Fixed, for me. I detest arrogant bicyclist attitude – and the commuter scene here in ONC is especially aggro – but I live (literally) by the reminder that when car meets bicycle, car wins, every time. So I ride assuming that every single motor carriage out there is determined to get me.

@Beggars Biscuit: Ditto from me. Not currently a biker, but as a walker I just assume every car is out for me. If they want me they will have to go up on the sidewalk. Too many impaired, distracted and careless drivers around.

I thought the WSJ liked folks like Bloomberg because he represents all that they aspire to — or is it because Bloomberg News is their competition? Ditto you think they’d like the idea of Citibank paying for the project and slapping their corporate bank logo on everything.

I don’t bike in SF anymore after a bad encounter with a cable car track. When I biked, I seemed to be the only person wearing a helmet, reflective vest, and lights who stopped at red lights.

@ManchuCandidate: Bravo!

@jaycubed: Yes, yes to what you said about bicycle bells . . . At least three times now I have narrowly escaped being run down by bell-less bikes on the sidewalk. You’d think a cyclist would be concerned about what might happen to herself and her bike if she collided with a pedestrian, not to mention does she know any good lawyers.

@jaycubed: It is obvious that Dorothy Rabinowitz was around a hundred years ago. FIXED

@Dodgerblue: Messugenah tsutcheppenish.

The fuggin’ bikes, fuggin’ fascist crap from the econazi fugger, fuggin’ Bloomfugg. Gonna get everyone fuggin’ killed and shit because they hate normal people like me.

That’s right, Dorothy and the fuggin’ wogs comin’ here to take our jobs and rape our kids are gonna be fuggin’ blowing lights and crashing into shit with these fuggin’ nazicycles.
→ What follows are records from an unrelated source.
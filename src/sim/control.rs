//! Input/control state
//!
//! Raw device events become a single [`MovementIntent`] latch. Events are
//! last-writer-wins: each pointer-move or key transition overwrites the
//! latch, and the physics tick reads whatever is current at tick time. No
//! queueing.

use glam::Vec2;
use std::f32::consts::{FRAC_PI_2, PI};

use super::physics::Operation;

/// Compass-like directions the character can be accelerated toward
#[derive(Debug, Clone, Copy, PartialEq, Eq)]
pub enum MoveDirection {
    Left,
    LeftTop,
    LeftBottom,
    Down,
    RightBottom,
    RightTop,
    Right,
    Up,
    None,
}

impl MoveDirection {
    /// Fixed polar angle of each direction (0 = straight down, clockwise).
    pub fn angle(self) -> f32 {
        match self {
            MoveDirection::Left => -FRAC_PI_2,
            MoveDirection::LeftTop => PI / 3.0,
            MoveDirection::LeftBottom => PI / 6.0,
            MoveDirection::Down => 0.0,
            MoveDirection::RightBottom => -PI / 6.0,
            MoveDirection::RightTop => -PI / 3.0,
            MoveDirection::Right => FRAC_PI_2,
            MoveDirection::Up => PI,
            MoveDirection::None => 0.0,
        }
    }
}

/// Mutually exclusive movement modes
#[derive(Debug, Clone, Copy, PartialEq, Eq)]
pub enum IntentMode {
    /// Continuous pull derived from pointer position
    Slide,
    /// Direct thrust from a held arrow key
    Move,
    /// No active input
    Stand,
}

/// Discrete movement intent, derived from the latest device event
#[derive(Debug, Clone, Copy, PartialEq, Eq)]
pub struct MovementIntent {
    pub mode: IntentMode,
    pub direction: MoveDirection,
}

impl Default for MovementIntent {
    fn default() -> Self {
        Self { mode: IntentMode::Stand, direction: MoveDirection::None }
    }
}

/// Keys the input boundary recognizes
#[derive(Debug, Clone, Copy, PartialEq, Eq)]
pub enum Key {
    ArrowLeft,
    ArrowRight,
    ArrowUp,
    Escape,
}

impl Key {
    /// Map a DOM `KeyboardEvent.key` value; anything else is ignored input.
    pub fn from_event_key(key: &str) -> Option<Self> {
        match key {
            "ArrowLeft" => Some(Key::ArrowLeft),
            "ArrowRight" => Some(Key::ArrowRight),
            "ArrowUp" => Some(Key::ArrowUp),
            "Escape" => Some(Key::Escape),
            _ => None,
        }
    }
}

/// Pointer bucket half-width: each slide zone spans π/5 radians
const ZONE: f32 = PI / 5.0;

/// The intent latch updated by device events
#[derive(Debug, Clone, Copy, Default)]
pub struct ControlState {
    intent: MovementIntent,
}

impl ControlState {
    pub fn intent(&self) -> MovementIntent {
        self.intent
    }

    /// Pointer moved to `pointer` (client coords) on a canvas centered at
    /// `center`.
    ///
    /// Only pointer positions strictly below the center update the intent;
    /// at or above center the previous intent is retained. The angle of the
    /// center-to-pointer vector is bucketed into five π/5-wide zones over
    /// (−π/2, π/2), mapping left-to-right onto the slide directions.
    pub fn pointer_moved(&mut self, pointer: Vec2, center: Vec2) {
        if pointer.y <= center.y {
            return;
        }
        let angle = ((pointer.x - center.x) / (pointer.y - center.y)).atan();
        let edges = [
            -FRAC_PI_2,
            -FRAC_PI_2 + ZONE,
            -FRAC_PI_2 + 2.0 * ZONE,
            FRAC_PI_2 - 2.0 * ZONE,
            FRAC_PI_2 - ZONE,
            FRAC_PI_2,
        ];
        let zone = edges
            .windows(2)
            .position(|edge| edge[0] <= angle && edge[1] > angle);
        let direction = match zone {
            Some(0) => MoveDirection::LeftTop,
            Some(1) => MoveDirection::LeftBottom,
            Some(2) => MoveDirection::Down,
            Some(3) => MoveDirection::RightBottom,
            Some(4) => MoveDirection::RightTop,
            // atan never reaches ±π/2 exactly, but keep the latch unchanged
            // rather than inventing a direction
            _ => return,
        };
        self.intent = MovementIntent { mode: IntentMode::Slide, direction };
    }

    /// Arrow key pressed. Escape is a scheduler concern and leaves the latch
    /// alone.
    pub fn key_down(&mut self, key: Key) {
        let direction = match key {
            Key::ArrowLeft => MoveDirection::Left,
            Key::ArrowRight => MoveDirection::Right,
            Key::ArrowUp => MoveDirection::Up,
            Key::Escape => return,
        };
        self.intent = MovementIntent { mode: IntentMode::Move, direction };
    }

    /// Any key released resets to standing.
    pub fn key_up(&mut self) {
        self.intent = MovementIntent::default();
    }

    /// Click is reserved for a future jump action.
    pub fn pointer_clicked(&mut self) {}
}

/// Resolve an intent into the per-tick operation. Total: anything without a
/// defined mapping stands still.
pub fn operation_for(intent: MovementIntent) -> Operation {
    match intent.mode {
        IntentMode::Slide => match intent.direction {
            MoveDirection::Left => Operation::SlideLeft,
            MoveDirection::LeftTop => Operation::SlideLeftTop,
            MoveDirection::LeftBottom => Operation::SlideLeftBottom,
            MoveDirection::Down => Operation::SlideDown,
            MoveDirection::RightBottom => Operation::SlideRightBottom,
            MoveDirection::RightTop => Operation::SlideRightTop,
            MoveDirection::Right => Operation::SlideRight,
            MoveDirection::Up | MoveDirection::None => Operation::Stand,
        },
        IntentMode::Move => match intent.direction {
            MoveDirection::Left => Operation::MoveLeft,
            MoveDirection::Right => Operation::MoveRight,
            MoveDirection::Up => Operation::MoveUp,
            _ => Operation::Stand,
        },
        IntentMode::Stand => Operation::Stand,
    }
}

#[cfg(test)]
mod tests {
    use super::*;

    fn center() -> Vec2 {
        Vec2::new(400.0, 300.0)
    }

    #[test]
    fn test_pointer_above_center_retains_intent() {
        let mut control = ControlState::default();
        control.key_down(Key::ArrowLeft);
        control.pointer_moved(Vec2::new(500.0, 100.0), center());
        assert_eq!(control.intent().mode, IntentMode::Move);
        assert_eq!(control.intent().direction, MoveDirection::Left);
    }

    #[test]
    fn test_pointer_at_center_height_retains_intent() {
        let mut control = ControlState::default();
        control.pointer_moved(Vec2::new(500.0, 300.0), center());
        assert_eq!(control.intent(), MovementIntent::default());
    }

    #[test]
    fn test_pointer_straight_below_is_slide_down() {
        let mut control = ControlState::default();
        control.pointer_moved(Vec2::new(400.0, 500.0), center());
        assert_eq!(control.intent().mode, IntentMode::Slide);
        assert_eq!(control.intent().direction, MoveDirection::Down);
    }

    #[test]
    fn test_pointer_zones_sweep_left_to_right() {
        // Pick angles inside each zone and verify the bucket mapping
        let cases = [
            (-0.55 * FRAC_PI_2 - 0.6, MoveDirection::LeftTop),
            (-0.5, MoveDirection::LeftBottom),
            (0.0, MoveDirection::Down),
            (0.5, MoveDirection::RightBottom),
            (0.55 * FRAC_PI_2 + 0.6, MoveDirection::RightTop),
        ];
        for (angle, expected) in cases {
            let mut control = ControlState::default();
            // Point 100 px below center, offset so atan(dx/dy) == angle
            let pointer = center() + Vec2::new(angle.tan() * 100.0, 100.0);
            control.pointer_moved(pointer, center());
            assert_eq!(control.intent().direction, expected, "angle {angle}");
        }
    }

    #[test]
    fn test_key_lifecycle() {
        let mut control = ControlState::default();
        control.key_down(Key::ArrowUp);
        assert_eq!(operation_for(control.intent()), Operation::MoveUp);
        control.key_up();
        assert_eq!(operation_for(control.intent()), Operation::Stand);
    }

    #[test]
    fn test_escape_leaves_latch() {
        let mut control = ControlState::default();
        control.key_down(Key::ArrowRight);
        control.key_down(Key::Escape);
        assert_eq!(control.intent().direction, MoveDirection::Right);
    }

    #[test]
    fn test_operation_mapping_is_total() {
        // Every mode/direction combination resolves to some operation
        let directions = [
            MoveDirection::Left,
            MoveDirection::LeftTop,
            MoveDirection::LeftBottom,
            MoveDirection::Down,
            MoveDirection::RightBottom,
            MoveDirection::RightTop,
            MoveDirection::Right,
            MoveDirection::Up,
            MoveDirection::None,
        ];
        for mode in [IntentMode::Slide, IntentMode::Move, IntentMode::Stand] {
            for direction in directions {
                let _ = operation_for(MovementIntent { mode, direction });
            }
        }
    }

    #[test]
    fn test_slide_up_has_no_operation() {
        let intent = MovementIntent { mode: IntentMode::Slide, direction: MoveDirection::Up };
        assert_eq!(operation_for(intent), Operation::Stand);
    }

    #[test]
    fn test_unrecognized_dom_key_ignored() {
        assert_eq!(Key::from_event_key("Space"), None);
        assert_eq!(Key::from_event_key("ArrowDown"), None);
    }
}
What kind of ‘interview’ is this? I can imagine the assignment editor calling out to a staff journalist: Hey, you, you, yeah, you, we got this crazy old lady who thinks bikes are a nazi conspiracy and Bloomberg is a nazi cycle fascist tool. Go talk to her for a while and get it on tape.

I’ll bet she has no interest in the fact that the NSA is spying on her cell phone activity and that of millions of other Americans. No, that’s perfectly OK. But those commie fascist nazi homo community bicycles? Burn them at the stake!
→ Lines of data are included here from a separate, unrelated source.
//! Kinematics engine
//!
//! Maps the per-tick operation into acceleration, velocity, and position in
//! that order, then asks the collision resolver whether the candidate
//! position is legal. The engine owns the only mutable kinematic state in
//! the core and is advanced exactly once per animation frame.

use glam::Vec2;

use super::control::MoveDirection;
use super::geometry::{Side, Vector, sum_coords};
use super::interaction::{CollisionQuery, WallQuery};
use crate::consts::{OUTSIDE_TOLERANCE, TOUCH_TOLERANCE};
use crate::tuning::PhysicsTuning;

/// The resolved per-tick directive fed to the engine
#[derive(Debug, Clone, Copy, PartialEq, Eq)]
pub enum Operation {
    SlideLeft,
    SlideLeftTop,
    SlideLeftBottom,
    SlideDown,
    SlideRightBottom,
    SlideRightTop,
    SlideRight,
    MoveLeft,
    MoveRight,
    MoveUp,
    Stand,
}

impl Operation {
    /// Direction of the gravity pull, active only while sliding a slope.
    fn gravity_direction(self) -> MoveDirection {
        match self {
            Operation::SlideLeftTop => MoveDirection::LeftTop,
            Operation::SlideLeftBottom => MoveDirection::LeftBottom,
            Operation::SlideDown => MoveDirection::Down,
            Operation::SlideRightBottom => MoveDirection::RightBottom,
            Operation::SlideRightTop => MoveDirection::RightTop,
            _ => MoveDirection::None,
        }
    }

    /// Direction of direct thrust.
    fn thrust_direction(self) -> MoveDirection {
        match self {
            Operation::SlideLeft | Operation::MoveLeft => MoveDirection::Left,
            Operation::SlideRight | Operation::MoveRight => MoveDirection::Right,
            Operation::MoveUp => MoveDirection::Up,
            _ => MoveDirection::None,
        }
    }

    /// Direction of friction, opposing lateral thrust.
    fn friction_direction(self) -> MoveDirection {
        match self {
            Operation::SlideLeft | Operation::MoveLeft => MoveDirection::Right,
            Operation::SlideRight | Operation::MoveRight => MoveDirection::Left,
            _ => MoveDirection::None,
        }
    }
}

/// Position and velocity of the character, in canvas pixel units
#[derive(Debug, Clone, Copy, PartialEq, Default)]
pub struct KinematicState {
    pub position: Vec2,
    pub velocity: Vec2,
}

impl KinematicState {
    pub fn at(position: Vec2) -> Self {
        Self { position, velocity: Vec2::ZERO }
    }

    pub fn reset(&mut self, position: Vec2) {
        *self = Self::at(position);
    }
}

/// Which bounds the character is currently resting against
#[derive(Debug, Clone, Copy, PartialEq, Eq, Default)]
pub struct SlidingContact {
    pub top: bool,
    pub bottom: bool,
    pub left: bool,
    pub right: bool,
}

/// The physics engine: tuning tables plus the mutable kinematic state
#[derive(Debug, Clone)]
pub struct PhysicsEngine {
    tuning: PhysicsTuning,
    pub state: KinematicState,
    sliding: SlidingContact,
}

impl PhysicsEngine {
    pub fn new(tuning: PhysicsTuning, start: Vec2) -> Self {
        Self { tuning, state: KinematicState::at(start), sliding: SlidingContact::default() }
    }

    pub fn sliding(&self) -> SlidingContact {
        self.sliding
    }

    pub fn reset(&mut self, start: Vec2) {
        self.state.reset(start);
        self.sliding = SlidingContact::default();
    }

    /// Resolve the operation into a net Cartesian acceleration.
    ///
    /// Three table-driven contributions (gravity, thrust, friction) are
    /// converted from polar form and summed, then any component pushing into
    /// a wall the character is resting against is dropped.
    pub fn acceleration_for(&self, operation: Operation) -> Vec2 {
        let t = &self.tuning;
        let gravity = operation.gravity_direction();
        let thrust = operation.thrust_direction();
        let friction = operation.friction_direction();

        let mut acc = sum_coords([
            Vector { length: t.gravity.get(gravity), angle: gravity.angle() }.to_coord(),
            Vector { length: t.thrust.get(thrust), angle: thrust.angle() }.to_coord(),
            Vector { length: t.friction.get(friction), angle: friction.angle() }.to_coord(),
        ]);

        if self.sliding.top && acc.y < 0.0 {
            acc.y = 0.0;
        }
        if self.sliding.bottom && acc.y > 0.0 {
            acc.y = 0.0;
        }
        if self.sliding.left && acc.x < 0.0 {
            acc.x = 0.0;
        }
        if self.sliding.right && acc.x > 0.0 {
            acc.x = 0.0;
        }
        acc
    }

    /// Candidate velocity after applying an acceleration.
    ///
    /// The magnitude is measured once, before clamping: above `max_speed`
    /// the vector scales down uniformly, below `min_speed` the whole vector
    /// collapses to rest (whole-magnitude threshold, not per-axis).
    pub fn integrate_velocity(&self, acc: Vec2) -> Vec2 {
        let mut velocity = self.state.velocity + acc;
        let speed = velocity.length();
        if speed > self.tuning.max_speed {
            velocity *= self.tuning.max_speed / speed;
        }
        if speed < self.tuning.min_speed {
            velocity = Vec2::ZERO;
        }
        velocity
    }

    /// Candidate position after applying a velocity.
    pub fn integrate_position(&self, velocity: Vec2) -> Vec2 {
        self.state.position + velocity
    }

    /// Advance one tick.
    ///
    /// Runs acceleration → velocity → position, reflects velocity off any
    /// collided side (scaled by the conservation factor), refreshes sliding
    /// contact, and commits the candidate position unless it is outside any
    /// bound by more than the outside tolerance; rejected moves leave the
    /// position untouched. Returns the position after the tick.
    pub fn tick(&mut self, operation: Operation, query: &impl CollisionQuery) -> Vec2 {
        let acc = self.acceleration_for(operation);
        self.state.velocity = self.integrate_velocity(acc);
        let candidate = self.integrate_position(self.state.velocity);

        let collisions = self.collision_sides(candidate, query);
        self.sliding = self.sliding_contact(candidate, query);

        let conservation = self.tuning.conservation;
        match collisions.as_slice() {
            [side] => match side {
                Side::Top | Side::Bottom => {
                    self.state.velocity.y = -(self.state.velocity.y * conservation);
                }
                Side::Left | Side::Right => {
                    self.state.velocity.x = -(self.state.velocity.x * conservation);
                }
            },
            [_, _] => {
                // Corner hit: reflect both components
                self.state.velocity.x = -(self.state.velocity.x * conservation);
                self.state.velocity.y = -(self.state.velocity.y * conservation);
            }
            _ => {}
        }

        if !query.is_outside_of(WallQuery::Any, candidate, OUTSIDE_TOLERANCE) {
            self.state.position = candidate;
        } else {
            log::debug!("rejected move to ({:.1}, {:.1})", candidate.x, candidate.y);
        }
        self.state.position
    }

    /// Sides collided with at the candidate position.
    ///
    /// Each side only counts while the velocity is heading into it, so at
    /// most one vertical and one horizontal side can collide per tick.
    fn collision_sides(&self, candidate: Vec2, query: &impl CollisionQuery) -> Vec<Side> {
        let v = self.state.velocity;
        let mut sides = Vec::with_capacity(2);
        if query.is_outside_of(WallQuery::Side(Side::Top), candidate, 0.0) && v.y < 0.0 {
            sides.push(Side::Top);
        }
        if query.is_outside_of(WallQuery::Side(Side::Bottom), candidate, 0.0) && v.y >= 0.0 {
            sides.push(Side::Bottom);
        }
        if query.is_outside_of(WallQuery::Side(Side::Left), candidate, 0.0) && v.x < 0.0 {
            sides.push(Side::Left);
        }
        if query.is_outside_of(WallQuery::Side(Side::Right), candidate, 0.0) && v.x >= 0.0 {
            sides.push(Side::Right);
        }
        sides
    }

    /// Sides the character is resting against at the candidate position:
    /// touching within tolerance with the matching velocity axis at rest.
    fn sliding_contact(&self, candidate: Vec2, query: &impl CollisionQuery) -> SlidingContact {
        let v = self.state.velocity;
        let min = self.tuning.min_speed;
        let settled_y = v.y.abs() < min;
        let settled_x = v.x.abs() < min;
        SlidingContact {
            top: settled_y
                && query.is_touched_of(WallQuery::Side(Side::Top), candidate, TOUCH_TOLERANCE),
            bottom: settled_y
                && query.is_touched_of(WallQuery::Side(Side::Bottom), candidate, TOUCH_TOLERANCE),
            left: settled_x
                && query.is_touched_of(WallQuery::Side(Side::Left), candidate, TOUCH_TOLERANCE),
            right: settled_x
                && query.is_touched_of(WallQuery::Side(Side::Right), candidate, TOUCH_TOLERANCE),
        }
    }
}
@gunnergoz: What’s up with this cell phone info going to the feds? Is this new?

@Dodgerblue: It’s the latest thing: NSA collecting phone records of millions of Verizon customers daily. Frequently suspected, but now proved, court order in hand.
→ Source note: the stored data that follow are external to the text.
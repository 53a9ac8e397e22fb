//! Beeline entry point
//!
//! Platform wiring only: device events feed the intent latch, an animation
//! frame loop drives the simulation, and a DOM sink receives positions. The
//! native build runs a short headless demo of the same loop.

#[cfg(target_arch = "wasm32")]
use wasm_bindgen::prelude::*;

#[cfg(target_arch = "wasm32")]
mod wasm_app {
    use std::cell::RefCell;
    use std::rc::Rc;
    use wasm_bindgen::prelude::*;
    use web_sys::{HtmlCanvasElement, HtmlElement, KeyboardEvent, MouseEvent};

    use beeline::consts::*;
    use beeline::sim::{
        Key, PositionSink, SpriteAnimator, SpriteId, TrackSet, World,
    };
    use beeline::tuning::Tuning;
    use glam::Vec2;

    /// Render boundary: positions land on an absolutely-positioned DOM
    /// element; frame swaps become a data attribute for CSS to pick up.
    struct DomSink {
        character: HtmlElement,
        /// Canvas center, added so track coords map to page coords
        origin: Vec2,
    }

    impl PositionSink for DomSink {
        fn on_position_updated(&mut self, sprite: SpriteId, position: Vec2) {
            if sprite != SpriteId::Character {
                return;
            }
            let style = self.character.style();
            let _ = style.set_property("left", &format!("{:.0}px", self.origin.x + position.x));
            let _ = style.set_property("top", &format!("{:.0}px", self.origin.y + position.y));
        }

        fn on_sprite_tick(&mut self, frame_index: usize) {
            let _ = self.character.set_attribute("data-frame", &frame_index.to_string());
        }
    }

    /// App instance: the session plus scheduler bookkeeping
    struct App {
        world: World,
        animator: SpriteAnimator,
        sink: DomSink,
        canvas_center: Vec2,
        stop: bool,
        sprite_timer: Option<i32>,
    }

    impl App {
        /// One animation frame, one simulation tick. Returns false once
        /// stopped.
        fn frame(&mut self) -> bool {
            if self.stop {
                return false;
            }
            self.world.tick(&mut self.sink);
            true
        }

        fn request_stop(&mut self) {
            self.stop = true;
            if let Some(handle) = self.sprite_timer.take() {
                if let Some(window) = web_sys::window() {
                    window.clear_interval_with_handle(handle);
                }
            }
            self.animator.reset(&mut self.sink);
            log::info!("Stopped");
        }
    }

    pub fn run() {
        console_error_panic_hook::set_once();
        console_log::init_with_level(log::Level::Info).expect("Failed to init logger");

        log::info!("Beeline starting...");

        let window = web_sys::window().expect("no window");
        let document = window.document().expect("no document");

        let canvas: HtmlCanvasElement = document
            .get_element_by_id("canvas")
            .expect("no canvas")
            .dyn_into()
            .expect("not a canvas");

        let character: HtmlElement = document
            .get_element_by_id("character")
            .expect("no character element")
            .dyn_into()
            .expect("not an element");

        let tuning = Tuning::load();
        let tracks = TrackSet::default();
        let world = match World::new(&tuning, &tracks) {
            Ok(world) => world,
            Err(err) => {
                log::error!("Config rejected: {err}");
                return;
            }
        };

        let canvas_center = Vec2::new(
            canvas.client_width() as f32 / 2.0,
            canvas.client_height() as f32 / 2.0,
        );

        let app = Rc::new(RefCell::new(App {
            world,
            animator: SpriteAnimator::new(SPRITE_FRAMES),
            sink: DomSink { character, origin: canvas_center },
            canvas_center,
            stop: false,
            sprite_timer: None,
        }));

        setup_input_handlers(app.clone());
        setup_sprite_timer(app.clone());
        request_animation_frame(app);

        log::info!("Beeline running");
    }

    fn setup_input_handlers(app: Rc<RefCell<App>>) {
        let window = web_sys::window().unwrap();
        let document = window.document().unwrap();

        // Pointer move: bucketed into a slide intent below canvas center
        {
            let app = app.clone();
            let closure = Closure::<dyn FnMut(_)>::new(move |event: MouseEvent| {
                let mut a = app.borrow_mut();
                let pointer = Vec2::new(event.client_x() as f32, event.client_y() as f32);
                let center = a.canvas_center;
                a.world.control.pointer_moved(pointer, center);
            });
            let _ = document
                .add_event_listener_with_callback("mousemove", closure.as_ref().unchecked_ref());
            closure.forget();
        }

        // Click: reserved jump hook
        {
            let app = app.clone();
            let closure = Closure::<dyn FnMut(_)>::new(move |_event: MouseEvent| {
                app.borrow_mut().world.control.pointer_clicked();
            });
            let _ = document
                .add_event_listener_with_callback("click", closure.as_ref().unchecked_ref());
            closure.forget();
        }

        // Keyboard
        {
            let app = app.clone();
            let closure = Closure::<dyn FnMut(_)>::new(move |event: KeyboardEvent| {
                let Some(key) = Key::from_event_key(&event.key()) else {
                    return;
                };
                event.prevent_default();
                let mut a = app.borrow_mut();
                match key {
                    Key::Escape => a.request_stop(),
                    other => a.world.control.key_down(other),
                }
            });
            let _ = window
                .add_event_listener_with_callback("keydown", closure.as_ref().unchecked_ref());
            closure.forget();
        }

        {
            let window = web_sys::window().unwrap();
            let closure = Closure::<dyn FnMut(_)>::new(move |_event: KeyboardEvent| {
                app.borrow_mut().world.control.key_up();
            });
            let _ = window
                .add_event_listener_with_callback("keyup", closure.as_ref().unchecked_ref());
            closure.forget();
        }
    }

    /// Wing-flap task: a repeating interval independent of the physics tick.
    fn setup_sprite_timer(app: Rc<RefCell<App>>) {
        let window = web_sys::window().unwrap();
        let app_for_timer = app.clone();
        let closure = Closure::<dyn FnMut()>::new(move || {
            let mut a = app_for_timer.borrow_mut();
            // Split borrows: the animator owns only its frame index
            let App { animator, sink, .. } = &mut *a;
            animator.advance(sink);
        });
        let handle = window
            .set_interval_with_callback_and_timeout_and_arguments_0(
                closure.as_ref().unchecked_ref(),
                SPRITE_SWAP_INTERVAL_MS as i32,
            )
            .expect("interval");
        closure.forget();
        app.borrow_mut().sprite_timer = Some(handle);
    }

    fn request_animation_frame(app: Rc<RefCell<App>>) {
        let window = web_sys::window().unwrap();
        let closure = Closure::once(move |_time: f64| {
            let keep_going = app.borrow_mut().frame();
            if keep_going {
                request_animation_frame(app);
            }
        });
        let _ = window.request_animation_frame(closure.as_ref().unchecked_ref());
        closure.forget();
    }
}

#[cfg(target_arch = "wasm32")]
#[wasm_bindgen(start)]
pub fn wasm_main() {
    wasm_app::run();
}

#[cfg(target_arch = "wasm32")]
fn main() {
    // WASM entry point is wasm_main, this is just to satisfy the compiler
}

#[cfg(not(target_arch = "wasm32"))]
fn main() {
    use beeline::sim::{PositionSink, SpriteId, TrackSet, World};
    use beeline::tuning::Tuning;
    use glam::Vec2;

    struct LogSink;

    impl PositionSink for LogSink {
        fn on_position_updated(&mut self, sprite: SpriteId, position: Vec2) {
            log::debug!("{sprite:?} -> ({:.1}, {:.1})", position.x, position.y);
        }

        fn on_sprite_tick(&mut self, frame_index: usize) {
            log::trace!("sprite frame {frame_index}");
        }
    }

    env_logger::init();
    log::info!("Beeline (native) starting headless demo...");

    let tuning = Tuning::load();
    let tracks = TrackSet::default();
    let mut world = match World::new(&tuning, &tracks) {
        Ok(world) => world,
        Err(err) => {
            log::error!("Config rejected: {err}");
            std::process::exit(1);
        }
    };
    let mut sink = LogSink;

    // Drop toward the floor with the pointer held below center, then let go
    // and run until everything settles or the frame budget runs out.
    world.control.pointer_moved(Vec2::new(400.0, 500.0), Vec2::new(400.0, 300.0));
    for _ in 0..120 {
        world.tick(&mut sink);
    }
    world.control.key_up();

    let mut frames = 0u32;
    while frames < 2000 {
        let outcome = world.tick(&mut sink);
        frames += 1;
        if outcome.settled {
            break;
        }
    }

    let pos = world.engine.state.position;
    log::info!("Settled after {frames} frame(s) at ({:.1}, {:.1})", pos.x, pos.y);
}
Whether it’s new or not is still speculation. I know from my own recent jury experience that “mere metadata” is enough to convict someone of a number of pretty horrible things (mostly by proving that testimony #1 was accurate where testimony #2 was clearly a lie, in my recent experience). I don’t think cell phone metadata should be considered “public” in the same way envelope information is considered “public” under current US law. But the law is out of date, and the spy agencies will fight hard to see that it stays that way. And they’ll probably win.

@IanJ: I can’t believe that it’s limited to Verizon. And I saw info today that the feds are snooping around the interwebs, which doesn’t surprise me. I hope they’re enjoying my links to the Brazilian womens’ beach volleyball team.

@Dodgerblue: Honestly, I tend to do everything online with the assumption that someone else is looking over my shoulder. I still think privacy laws need to be strengthened, though.

T/J: President Obama and former Big Dog Bill Clinton will both be in L.A. tomorrow. You know what this means: trafficapalooza.

@IanJ: Does this mean there’s finally a good reason to be an AT&T customer?

@matador1015: The best take I’ve heard is that the FISA order seems routine — and routinely renewed — and it’s just chance that Verizon was the one exposed.

But with the NSA hoovering everything else, that’s already passé.

Jon Stewart featured this dumb box of rocks on Thursday night. I kept yelling, “Bloggie broke this story on Tuesday, give him some Stinquing credit!”

@SanFranLefty: If by “broke” you mean typed 14 or so words and pasted in a YouTube embed code whilst on my lunch break, then yes I did.